Copper patina, or patination is a term that refers to the layer that develops on the surface of copper when it is exposed to certain sulphides or oxides. These sulphides and oxides can apply naturally and over time to the copper or, they can be applied through a method known as forced patination. 

Forced patination is when one purposefully aims to change the appearance of the copper. A patina develops on copper as a level of protection from corrosion.

Due to copper creating it's own barrier against corrosion, the resulting colours and patterns are always unique and impossible to replicate - In a way, you could say the copper decides how it will look.

While it usually refers to a chemical process, a patina can also mean any aging process that causes natural discoloration or fading, including extreme temperature changes.

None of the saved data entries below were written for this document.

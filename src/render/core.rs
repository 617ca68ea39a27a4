use std::collections::HashMap;
use std::io::Write;

use serde_json::Value;

use crate::column::{Align, ColumnNode};
use crate::error::Result;
use crate::geometry::Rect;
use crate::header::HeaderLevels;
use crate::registry::SurfaceState;
use crate::sync::RowSurface;
use crate::width::{display_width, measured_height, wrap_to_width};
use crate::zone::Zone;

const COLUMN_SEPARATOR: &str = " ";
const SKELETON_CELL: &str = "░░░░░░";

/// Everything a custom cell renderer gets to look at.
pub struct CellContext<'a> {
    pub row: &'a Value,
    /// The record field named by the column key, when present.
    pub value: Option<&'a Value>,
    pub column: &'a ColumnNode,
    pub row_index: usize,
}

/// Capability interface for custom cell content.
///
/// The layout core never inspects what a renderer produces beyond treating
/// it as display text; styling escapes are fine, widths are measured
/// ANSI-aware.
pub trait CellRenderer {
    fn render_cell(&self, ctx: &CellContext<'_>) -> String;
}

impl<F> CellRenderer for F
where
    F: Fn(&CellContext<'_>) -> String,
{
    fn render_cell(&self, ctx: &CellContext<'_>) -> String {
        self(ctx)
    }
}

/// Lookup table from cell tag to renderer, supplied by the embedding
/// application.
#[derive(Default)]
pub struct CellRendererRegistry {
    entries: HashMap<String, Box<dyn CellRenderer>>,
}

impl CellRendererRegistry {
    pub fn new() -> Self {
        Self::default()
    }

    pub fn register<R>(&mut self, tag: impl Into<String>, renderer: R)
    where
        R: CellRenderer + 'static,
    {
        self.entries.insert(tag.into(), Box::new(renderer));
    }

    /// Resolve a column's renderer: explicit `cell_tag` first, then the
    /// column key itself.
    pub fn lookup(&self, column: &ColumnNode) -> Option<&dyn CellRenderer> {
        column
            .cell_tag
            .as_deref()
            .and_then(|tag| self.entries.get(tag))
            .or_else(|| self.entries.get(&column.key))
            .map(|boxed| boxed.as_ref())
    }

    pub fn has_renderer(&self, column: &ColumnNode) -> bool {
        self.lookup(column).is_some()
    }

    /// Rendered text for one cell, falling back to the record field.
    pub fn cell_text(&self, row: &Value, column: &ColumnNode, row_index: usize) -> String {
        let value = row.get(&column.key);
        match self.lookup(column) {
            Some(renderer) => renderer.render_cell(&CellContext {
                row,
                value,
                column,
                row_index,
            }),
            None => default_cell_text(row, column),
        }
    }
}

/// Default cell rendering: the record field named by the column key.
pub fn default_cell_text(row: &Value, column: &ColumnNode) -> String {
    match row.get(&column.key) {
        None | Some(Value::Null) => String::new(),
        Some(Value::String(text)) => text.clone(),
        Some(other) => other.to_string(),
    }
}

/// Placeholder body shown while the data layer reports loading.
pub fn skeleton_rows(column_count: usize, row_count: usize) -> Vec<Vec<String>> {
    (0..row_count)
        .map(|_| vec![SKELETON_CELL.to_string(); column_count])
        .collect()
}

/// One zone's rendered body: leaf columns, solved widths, cell text, and the
/// explicit heights the synchronizer applies.
#[derive(Debug, Clone)]
pub struct ZoneSurface {
    zone: Zone,
    columns: Vec<ColumnNode>,
    widths: Vec<u16>,
    cells: Vec<Vec<String>>,
    heights: Vec<Option<u16>>,
}

impl ZoneSurface {
    pub fn new(zone: Zone, columns: Vec<ColumnNode>, widths: Vec<u16>) -> Self {
        Self {
            zone,
            columns,
            widths,
            cells: Vec::new(),
            heights: Vec::new(),
        }
    }

    pub fn columns(&self) -> &[ColumnNode] {
        &self.columns
    }

    pub fn widths(&self) -> &[u16] {
        &self.widths
    }

    pub fn set_widths(&mut self, widths: Vec<u16>) {
        self.widths = widths;
    }

    /// Replace the body wholesale. Explicit heights are discarded; the next
    /// synchronizer pass re-establishes them.
    pub fn set_rows(&mut self, cells: Vec<Vec<String>>) {
        self.heights = vec![None; cells.len()];
        self.cells = cells;
    }

    pub fn total_width(&self) -> u16 {
        let cells: u32 = self.widths.iter().map(|w| *w as u32).sum();
        let separators = self.widths.len().saturating_sub(1) as u32
            * display_width(COLUMN_SEPARATOR) as u32;
        (cells + separators).min(u16::MAX as u32) as u16
    }

    pub fn row_height(&self, index: usize) -> u16 {
        self.heights
            .get(index)
            .copied()
            .flatten()
            .unwrap_or_else(|| self.natural(index))
    }

    fn natural(&self, index: usize) -> u16 {
        let Some(row) = self.cells.get(index) else {
            return 1;
        };
        row.iter()
            .zip(&self.widths)
            .map(|(text, width)| measured_height(text, *width))
            .max()
            .unwrap_or(1)
    }
}

impl RowSurface for ZoneSurface {
    fn zone(&self) -> Zone {
        self.zone
    }

    fn row_count(&self) -> usize {
        self.cells.len()
    }

    fn natural_row_height(&self, index: usize) -> u16 {
        self.natural(index)
    }

    fn clear_row_height(&mut self, index: usize) {
        if let Some(slot) = self.heights.get_mut(index) {
            *slot = None;
        }
    }

    fn set_row_height(&mut self, index: usize, height: u16) {
        if let Some(slot) = self.heights.get_mut(index) {
            *slot = Some(height);
        }
    }
}

/// Compose one zone's full text block: spanned header rows, a rule line,
/// then body rows at their applied heights.
pub fn compose_surface(levels: &HeaderLevels, surface: &ZoneSurface) -> String {
    let mut lines = header_lines(levels, surface.widths());

    if !lines.is_empty() {
        lines.push("─".repeat(surface.total_width() as usize));
    }

    for index in 0..surface.row_count() {
        body_lines(surface, index, &mut lines);
    }

    lines.join("\n")
}

/// Lay the span matrix out over the leaf column widths.
///
/// Cells claim leaf slots left to right; a `row_span` greater than one
/// blocks the claimed slots on the levels below, which then render blank as
/// the visual continuation of the spanning cell.
fn header_lines(levels: &HeaderLevels, widths: &[u16]) -> Vec<String> {
    let leaf_count = widths.len();
    let depth = levels.len();
    if depth == 0 || leaf_count == 0 {
        return Vec::new();
    }

    let mut occupied = vec![vec![false; leaf_count]; depth];
    let mut placed: Vec<Vec<(usize, usize, usize)>> = vec![Vec::new(); depth];

    for (level, cells) in levels.iter().enumerate() {
        let mut slot = 0usize;
        for (cell_idx, cell) in cells.iter().enumerate() {
            while slot < leaf_count && occupied[level][slot] {
                slot += 1;
            }
            if slot >= leaf_count {
                break;
            }
            let span = cell.col_span.min(leaf_count - slot);
            let until = (level + cell.row_span).min(depth);
            for row in occupied.iter_mut().take(until).skip(level) {
                for flag in row.iter_mut().skip(slot).take(span) {
                    *flag = true;
                }
            }
            placed[level].push((slot, span, cell_idx));
            slot += span;
        }
    }

    let mut lines = Vec::with_capacity(depth);
    for (level, cells) in levels.iter().enumerate() {
        let mut segments = Vec::new();
        let mut slot = 0usize;
        let mut next_placed = placed[level].iter().peekable();
        while slot < leaf_count {
            match next_placed.peek() {
                Some(&&(start, span, cell_idx)) if start == slot => {
                    next_placed.next();
                    let span_width = span_width(widths, slot, span);
                    let cell = &cells[cell_idx];
                    segments.push(align_to_width(&cell.title, span_width, cell.align));
                    slot += span;
                }
                _ => {
                    segments.push(" ".repeat(widths[slot] as usize));
                    slot += 1;
                }
            }
        }
        lines.push(segments.join(COLUMN_SEPARATOR));
    }

    lines
}

fn span_width(widths: &[u16], slot: usize, span: usize) -> u16 {
    let cells: u32 = widths[slot..slot + span].iter().map(|w| *w as u32).sum();
    let separators = span.saturating_sub(1) as u32 * display_width(COLUMN_SEPARATOR) as u32;
    (cells + separators).min(u16::MAX as u32) as u16
}

fn body_lines(surface: &ZoneSurface, index: usize, out: &mut Vec<String>) {
    let height = surface.row_height(index) as usize;
    let row = &surface.cells[index];

    let mut wrapped: Vec<Vec<String>> = Vec::with_capacity(row.len());
    for (text, width) in row.iter().zip(surface.widths()) {
        wrapped.push(wrap_to_width(text, *width));
    }

    for line_idx in 0..height {
        let mut segments = Vec::with_capacity(row.len());
        for (col_idx, width) in surface.widths().iter().enumerate() {
            let text = wrapped
                .get(col_idx)
                .and_then(|cell| cell.get(line_idx))
                .map(String::as_str)
                .unwrap_or("");
            let align = surface
                .columns
                .get(col_idx)
                .map(|column| column.align)
                .unwrap_or_default();
            segments.push(align_to_width(text, *width, align));
        }
        out.push(segments.join(COLUMN_SEPARATOR));
    }
}

/// Truncate and pad `text` to exactly `width` display cells.
fn align_to_width(text: &str, width: u16, align: Align) -> String {
    let width = width as usize;
    let mut kept = String::new();
    for ch in text.chars() {
        kept.push(ch);
        if display_width(&kept) > width {
            kept.pop();
            break;
        }
    }

    let pad = width.saturating_sub(display_width(&kept));
    match align {
        Align::Left => format!("{}{}", kept, " ".repeat(pad)),
        Align::Right => format!("{}{}", " ".repeat(pad), kept),
        Align::Center => {
            let before = pad / 2;
            format!("{}{}{}", " ".repeat(before), kept, " ".repeat(pad - before))
        }
    }
}

/// Renderer runtime parameters.
#[derive(Debug, Clone, Default)]
pub struct RendererSettings {
    pub restore_cursor: Option<(u16, u16)>,
}

/// ANSI escape renderer writing dirty zone surfaces to a terminal handle.
pub struct GridRenderer {
    settings: RendererSettings,
}

impl GridRenderer {
    pub fn new(settings: RendererSettings) -> Self {
        Self { settings }
    }

    pub fn with_default() -> Self {
        Self::new(RendererSettings::default())
    }

    pub fn settings_mut(&mut self) -> &mut RendererSettings {
        &mut self.settings
    }

    pub fn render(
        &mut self,
        writer: &mut impl Write,
        dirty: &[(Zone, SurfaceState)],
    ) -> Result<()> {
        for (_zone, state) in dirty {
            render_surface(writer, state)?;
        }

        if let Some((row, col)) = self.settings.restore_cursor {
            write!(writer, "\x1b[{};{}H", row + 1, col + 1)?;
        }

        writer.flush()?;
        Ok(())
    }
}

fn render_surface(writer: &mut impl Write, state: &SurfaceState) -> Result<()> {
    let Rect {
        x,
        y,
        width,
        height,
    } = state.rect;

    if width == 0 || height == 0 {
        return Ok(());
    }

    let mut lines: Vec<String> = state.content.lines().map(str::to_string).collect();
    lines.truncate(height as usize);
    while lines.len() < height as usize {
        lines.push(String::new());
    }

    for (offset, line) in lines.iter_mut().enumerate() {
        fit_line(line, width);
        write!(writer, "\x1b[{};{}H", y + offset as u16 + 1, x + 1)?;
        write!(writer, "{}", line)?;
    }

    Ok(())
}

fn fit_line(line: &mut String, width: u16) {
    while (display_width(line) as u16) > width {
        line.pop();
    }
    while (display_width(line) as u16) < width {
        line.push(' ');
    }
}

Some of the most colourful patinas can be created using simple household products such as salt or vinegar. Others are much more complex and require multiple processes and many days, weeks or months to achieve.

In a clean, natural environment, it can take up to 30 years to achieve the iconic green patina that copper is known for. Similar results can be achieved through controlled patination in as little as a few days, with deeper and more colourful patinas taking longer.

Because of patina's aesthetically pleasing appearance, copper and copper alloys, including brass, are often used in architectural projects.

Famous buildings that display coppers' blue-green patina include the Statue of Liberty, the Canadian Parliament Buildings in Ottawa and the NEMO Science Centre in Amsterdam.